//! Favorite records and partial updates.

use chrono::{DateTime, Utc};
use serde::{Deserialize, Serialize};

use crate::domain::{JourneyKey, TrackInfo};

/// A favorited train, keyed by train number in the store.
#[derive(Debug, Clone, PartialEq, Eq, Serialize, Deserialize)]
#[serde(rename_all = "camelCase")]
pub struct FavoriteTrainData {
    pub highlighted: bool,

    /// When the sweep may delete this entry, usually departure + 10 min.
    #[serde(default, skip_serializing_if = "Option::is_none")]
    pub remove_after: Option<DateTime<Utc>>,

    /// Leg the favorite was made for.
    pub journey_key: JourneyKey,

    /// Last track seen for the leg.
    #[serde(default, skip_serializing_if = "Option::is_none")]
    pub track: Option<String>,

    #[serde(default, skip_serializing_if = "Option::is_none")]
    pub track_changed: Option<bool>,
}

impl FavoriteTrainData {
    /// A highlighted favorite with no expiry or track yet.
    pub fn new(journey_key: JourneyKey) -> Self {
        Self {
            highlighted: true,
            remove_after: None,
            journey_key,
            track: None,
            track_changed: None,
        }
    }

    pub fn with_remove_after(mut self, at: DateTime<Utc>) -> Self {
        self.remove_after = Some(at);
        self
    }

    pub fn with_track(mut self, track: impl Into<String>) -> Self {
        self.track = Some(track.into());
        self
    }

    /// Strictly past `removeAfter`. Entries without one never expire.
    pub fn is_expired(&self, now: DateTime<Utc>) -> bool {
        self.remove_after.is_some_and(|at| at < now)
    }

    /// Overwrites the fields present in `update`.
    pub fn apply(&mut self, update: FavoriteUpdate) {
        if let Some(highlighted) = update.highlighted {
            self.highlighted = highlighted;
        }
        if let Some(remove_after) = update.remove_after {
            self.remove_after = Some(remove_after);
        }
        if let Some(journey_key) = update.journey_key {
            self.journey_key = journey_key;
        }
        if let Some(track) = update.track {
            self.track = Some(track);
        }
        if let Some(track_changed) = update.track_changed {
            self.track_changed = Some(track_changed);
        }
    }

    /// Whether `key` names the leg this favorite refers to.
    ///
    /// Migrated entries carry the bare train number as their key and match
    /// any leg of that train.
    pub fn refers_to(&self, key: &JourneyKey) -> bool {
        if self.journey_key == *key {
            return true;
        }
        let own = self.journey_key.as_str();
        !own.contains('-') && key.as_str().split('-').next() == Some(own)
    }

    /// The update that brings this favorite in line with a freshly
    /// resolved track, or `None` if nothing changed.
    ///
    /// The first known track is recorded silently. A different track for
    /// the same leg sets `trackChanged`. Legacy keys are upgraded to the
    /// full journey key on the way.
    pub fn track_update(&self, info: &TrackInfo) -> Option<FavoriteUpdate> {
        if !self.refers_to(&info.journey_key) {
            return None;
        }

        let journey_key = (self.journey_key != info.journey_key).then(|| info.journey_key.clone());

        match self.track.as_deref() {
            Some(known) if known == info.track => journey_key.map(|key| FavoriteUpdate {
                journey_key: Some(key),
                ..FavoriteUpdate::default()
            }),
            Some(_) => Some(FavoriteUpdate {
                journey_key,
                track: Some(info.track.clone()),
                track_changed: Some(true),
                ..FavoriteUpdate::default()
            }),
            None => Some(FavoriteUpdate {
                journey_key,
                track: Some(info.track.clone()),
                ..FavoriteUpdate::default()
            }),
        }
    }
}

/// Partial update; absent fields are left alone.
#[derive(Debug, Clone, Default, PartialEq, Eq, Serialize, Deserialize)]
#[serde(rename_all = "camelCase")]
pub struct FavoriteUpdate {
    pub highlighted: Option<bool>,
    pub remove_after: Option<DateTime<Utc>>,
    pub journey_key: Option<JourneyKey>,
    pub track: Option<String>,
    pub track_changed: Option<bool>,
}

/// One persisted favorite in structured storage.
#[derive(Debug, Clone, PartialEq, Eq, Serialize, Deserialize)]
#[serde(rename_all = "camelCase")]
pub struct FavoriteRecord {
    pub train_number: String,
    #[serde(flatten)]
    pub data: FavoriteTrainData,
}

/// Entry of the key-value blob. Entries written before journey keys
/// existed have none.
#[derive(Debug, Clone, Deserialize)]
#[serde(rename_all = "camelCase")]
pub struct LegacyFavorite {
    #[serde(default)]
    pub highlighted: bool,
    #[serde(default)]
    pub remove_after: Option<DateTime<Utc>>,
    #[serde(default)]
    pub journey_key: Option<JourneyKey>,
    #[serde(default)]
    pub track: Option<String>,
    #[serde(default)]
    pub track_changed: Option<bool>,
}

impl LegacyFavorite {
    /// Converts to current form, keying by train number when no journey
    /// key was stored.
    pub fn into_data(self, train_number: &str) -> FavoriteTrainData {
        FavoriteTrainData {
            highlighted: self.highlighted,
            remove_after: self.remove_after,
            journey_key: self
                .journey_key
                .unwrap_or_else(|| JourneyKey::from_raw(train_number)),
            track: self.track,
            track_changed: self.track_changed,
        }
    }
}

/// Change notification sent to subscribers.
#[derive(Debug, Clone, PartialEq, Eq)]
pub enum FavoritesEvent {
    Set {
        train_number: String,
        data: FavoriteTrainData,
    },
    Removed {
        train_number: String,
    },
}
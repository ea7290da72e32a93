//! File-backed favorites storage.
//!
//! `RecordDir` keeps one JSON file per train in a directory and is the
//! structured tier. `JsonFileKv` keeps a single JSON object of string
//! values and is the key-value tier. Both write to a temporary file and
//! rename it into place so a crash never leaves a half-written file.

use std::collections::HashMap;
use std::io::ErrorKind;
use std::path::{Path, PathBuf};
use std::sync::{Mutex, PoisonError};

use tracing::{debug, warn};

use super::backend::{KeyValueStore, RecordStore, StorageError};
use super::types::FavoriteRecord;

/// Directory of `{train_number}.json` records.
#[derive(Debug, Clone)]
pub struct RecordDir {
    dir: PathBuf,
}

impl RecordDir {
    pub fn new(dir: impl Into<PathBuf>) -> Self {
        Self { dir: dir.into() }
    }

    pub fn path(&self) -> &Path {
        &self.dir
    }

    /// File for a train number. Only ASCII alphanumerics are accepted so a
    /// key can never escape the directory.
    fn record_path(&self, train_number: &str) -> Result<PathBuf, StorageError> {
        if train_number.is_empty() || !train_number.chars().all(|c| c.is_ascii_alphanumeric()) {
            return Err(StorageError::InvalidKey(train_number.to_string()));
        }
        Ok(self.dir.join(format!("{train_number}.json")))
    }
}

impl RecordStore for RecordDir {
    async fn open(&self) -> Result<(), StorageError> {
        tokio::fs::create_dir_all(&self.dir).await?;
        let meta = tokio::fs::metadata(&self.dir).await?;
        if meta.permissions().readonly() {
            return Err(StorageError::Unavailable(format!(
                "{} is read-only",
                self.dir.display()
            )));
        }
        Ok(())
    }

    async fn read_all(&self) -> Result<Vec<FavoriteRecord>, StorageError> {
        let mut records = Vec::new();
        let mut entries = tokio::fs::read_dir(&self.dir).await?;

        while let Some(entry) = entries.next_entry().await? {
            let path = entry.path();
            if path.extension().and_then(|s| s.to_str()) != Some("json") {
                continue;
            }

            let contents = tokio::fs::read_to_string(&path).await?;
            match serde_json::from_str::<FavoriteRecord>(&contents) {
                Ok(record) => records.push(record),
                Err(e) => warn!(path = %path.display(), error = %e, "skipping unreadable favorite"),
            }
        }

        records.sort_by(|a, b| a.train_number.cmp(&b.train_number));
        debug!(count = records.len(), dir = %self.dir.display(), "read favorite records");
        Ok(records)
    }

    async fn put(&self, record: &FavoriteRecord) -> Result<(), StorageError> {
        let path = self.record_path(&record.train_number)?;
        let json = serde_json::to_vec_pretty(record)?;

        let tmp = path.with_extension("json.tmp");
        tokio::fs::write(&tmp, json).await?;
        tokio::fs::rename(&tmp, &path).await?;
        Ok(())
    }

    async fn delete(&self, train_number: &str) -> Result<(), StorageError> {
        let path = self.record_path(train_number)?;
        match tokio::fs::remove_file(&path).await {
            Err(e) if e.kind() != ErrorKind::NotFound => Err(e.into()),
            _ => Ok(()),
        }
    }
}

/// A JSON object of string values in one file.
#[derive(Debug)]
pub struct JsonFileKv {
    path: PathBuf,
    /// Serializes read-modify-write cycles on the file.
    lock: Mutex<()>,
}

impl JsonFileKv {
    pub fn new(path: impl Into<PathBuf>) -> Self {
        Self {
            path: path.into(),
            lock: Mutex::new(()),
        }
    }

    fn read_map(&self) -> Result<HashMap<String, String>, StorageError> {
        let contents = match std::fs::read_to_string(&self.path) {
            Ok(contents) => contents,
            Err(e) if e.kind() == ErrorKind::NotFound => return Ok(HashMap::new()),
            Err(e) => return Err(e.into()),
        };

        match serde_json::from_str(&contents) {
            Ok(map) => Ok(map),
            Err(e) => {
                warn!(
                    path = %self.path.display(),
                    error = %e,
                    "key-value file is corrupt, treating as empty"
                );
                Ok(HashMap::new())
            }
        }
    }

    fn write_map(&self, map: &HashMap<String, String>) -> Result<(), StorageError> {
        let json = serde_json::to_vec_pretty(map)?;
        let tmp = self.path.with_extension("tmp");
        std::fs::write(&tmp, json)?;
        std::fs::rename(&tmp, &self.path)?;
        Ok(())
    }
}

impl KeyValueStore for JsonFileKv {
    fn probe(&self) -> Result<(), StorageError> {
        if let Some(parent) = self.path.parent().filter(|p| !p.as_os_str().is_empty()) {
            std::fs::create_dir_all(parent)?;
        }
        if self.path.is_dir() {
            return Err(StorageError::Unavailable(format!(
                "{} is a directory",
                self.path.display()
            )));
        }
        self.read_map().map(|_| ())
    }

    fn get(&self, key: &str) -> Result<Option<String>, StorageError> {
        let _guard = self.lock.lock().unwrap_or_else(PoisonError::into_inner);
        Ok(self.read_map()?.remove(key))
    }

    fn set(&self, key: &str, value: &str) -> Result<(), StorageError> {
        let _guard = self.lock.lock().unwrap_or_else(PoisonError::into_inner);
        let mut map = self.read_map()?;
        map.insert(key.to_string(), value.to_string());
        self.write_map(&map)
    }

    fn remove(&self, key: &str) -> Result<(), StorageError> {
        let _guard = self.lock.lock().unwrap_or_else(PoisonError::into_inner);
        let mut map = self.read_map()?;
        if map.remove(key).is_some() {
            self.write_map(&map)?;
        }
        Ok(())
    }
}
//! In-memory storage backends.

use std::collections::{BTreeMap, HashMap};
use std::sync::atomic::{AtomicBool, AtomicUsize, Ordering};
use std::sync::{Mutex, MutexGuard, PoisonError};

use super::backend::{KeyValueStore, RecordStore, StorageError};
use super::types::FavoriteRecord;

fn lock<T>(mutex: &Mutex<T>) -> MutexGuard<'_, T> {
    mutex.lock().unwrap_or_else(PoisonError::into_inner)
}

/// Records held in a map. Can be switched off or made read-only to stand
/// in for storage that is missing or failing.
#[derive(Debug)]
pub struct MemoryRecords {
    records: Mutex<BTreeMap<String, FavoriteRecord>>,
    available: AtomicBool,
    writable: AtomicBool,
    opens: AtomicUsize,
}

impl Default for MemoryRecords {
    fn default() -> Self {
        Self {
            records: Mutex::new(BTreeMap::new()),
            available: AtomicBool::new(true),
            writable: AtomicBool::new(true),
            opens: AtomicUsize::new(0),
        }
    }
}

impl MemoryRecords {
    pub fn new() -> Self {
        Self::default()
    }

    /// A store whose `open` fails.
    pub fn unavailable() -> Self {
        let store = Self::default();
        store.set_available(false);
        store
    }

    /// Seeds records without going through the trait.
    pub fn with_records(records: impl IntoIterator<Item = FavoriteRecord>) -> Self {
        let store = Self::default();
        lock(&store.records).extend(
            records
                .into_iter()
                .map(|record| (record.train_number.clone(), record)),
        );
        store
    }

    pub fn set_available(&self, available: bool) {
        self.available.store(available, Ordering::SeqCst);
    }

    /// When false, `put` and `delete` fail but reads still work.
    pub fn set_writable(&self, writable: bool) {
        self.writable.store(writable, Ordering::SeqCst);
    }

    pub fn get(&self, train_number: &str) -> Option<FavoriteRecord> {
        lock(&self.records).get(train_number).cloned()
    }

    pub fn len(&self) -> usize {
        lock(&self.records).len()
    }

    pub fn is_empty(&self) -> bool {
        lock(&self.records).is_empty()
    }

    /// Number of `open` calls so far.
    pub fn open_count(&self) -> usize {
        self.opens.load(Ordering::SeqCst)
    }

    fn check_available(&self) -> Result<(), StorageError> {
        if self.available.load(Ordering::SeqCst) {
            Ok(())
        } else {
            Err(StorageError::Unavailable("memory records switched off".into()))
        }
    }

    fn check_writable(&self) -> Result<(), StorageError> {
        self.check_available()?;
        if self.writable.load(Ordering::SeqCst) {
            Ok(())
        } else {
            Err(StorageError::Unavailable("memory records are read-only".into()))
        }
    }
}

impl RecordStore for MemoryRecords {
    async fn open(&self) -> Result<(), StorageError> {
        self.opens.fetch_add(1, Ordering::SeqCst);
        // Let concurrent initializers interleave
        tokio::task::yield_now().await;
        self.check_available()
    }

    async fn read_all(&self) -> Result<Vec<FavoriteRecord>, StorageError> {
        self.check_available()?;
        Ok(lock(&self.records).values().cloned().collect())
    }

    async fn put(&self, record: &FavoriteRecord) -> Result<(), StorageError> {
        self.check_writable()?;
        lock(&self.records).insert(record.train_number.clone(), record.clone());
        Ok(())
    }

    async fn delete(&self, train_number: &str) -> Result<(), StorageError> {
        self.check_writable()?;
        lock(&self.records).remove(train_number);
        Ok(())
    }
}

/// String values held in a map, with an availability switch.
#[derive(Debug)]
pub struct MemoryKv {
    values: Mutex<HashMap<String, String>>,
    available: AtomicBool,
}

impl Default for MemoryKv {
    fn default() -> Self {
        Self {
            values: Mutex::new(HashMap::new()),
            available: AtomicBool::new(true),
        }
    }
}

impl MemoryKv {
    pub fn new() -> Self {
        Self::default()
    }

    pub fn unavailable() -> Self {
        let store = Self::default();
        store.set_available(false);
        store
    }

    pub fn with_value(key: &str, value: &str) -> Self {
        let store = Self::default();
        lock(&store.values).insert(key.to_string(), value.to_string());
        store
    }

    pub fn set_available(&self, available: bool) {
        self.available.store(available, Ordering::SeqCst);
    }

    /// Current value without the availability check.
    pub fn value(&self, key: &str) -> Option<String> {
        lock(&self.values).get(key).cloned()
    }

    fn check_available(&self) -> Result<(), StorageError> {
        if self.available.load(Ordering::SeqCst) {
            Ok(())
        } else {
            Err(StorageError::Unavailable("memory key-value store switched off".into()))
        }
    }
}

impl KeyValueStore for MemoryKv {
    fn probe(&self) -> Result<(), StorageError> {
        self.check_available()
    }

    fn get(&self, key: &str) -> Result<Option<String>, StorageError> {
        self.check_available()?;
        Ok(lock(&self.values).get(key).cloned())
    }

    fn set(&self, key: &str, value: &str) -> Result<(), StorageError> {
        self.check_available()?;
        lock(&self.values).insert(key.to_string(), value.to_string());
        Ok(())
    }

    fn remove(&self, key: &str) -> Result<(), StorageError> {
        self.check_available()?;
        lock(&self.values).remove(key);
        Ok(())
    }
}
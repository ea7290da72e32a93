//! Domain types for commuter departures.
//!
//! Stations, train runs and their timetable rows, plus the time and geo
//! helpers the rest of the crate builds on. Station codes are validated at
//! construction, so code that receives a `StationCode` can trust it.

mod geo;
mod station;
mod time;
mod train;

pub use geo::{BoundingBox, Coordinate, FINLAND};
pub use station::{HELSINKI, InvalidStationCode, PASILA, Station, StationCode};
pub use time::{FAVORITE_GRACE, format_duration, journey_duration, minutes_until, remove_after};
pub use train::{COMMUTER_CATEGORY, JourneyKey, RowType, TimetableRow, TrackInfo, TrainRun};

pub(crate) use station::is_loop_hub;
::::::
◆ Task goal:
Every line of the material that includes the word "contents" needs to be copied.

◆ Written solution:
            let contents = tokio::fs::read_to_string(&path).await?;
            match serde_json::from_str::<FavoriteRecord>(&contents) {
        let contents = match std::fs::read_to_string(&self.path) {
            Ok(contents) => contents,
        match serde_json::from_str(&contents) {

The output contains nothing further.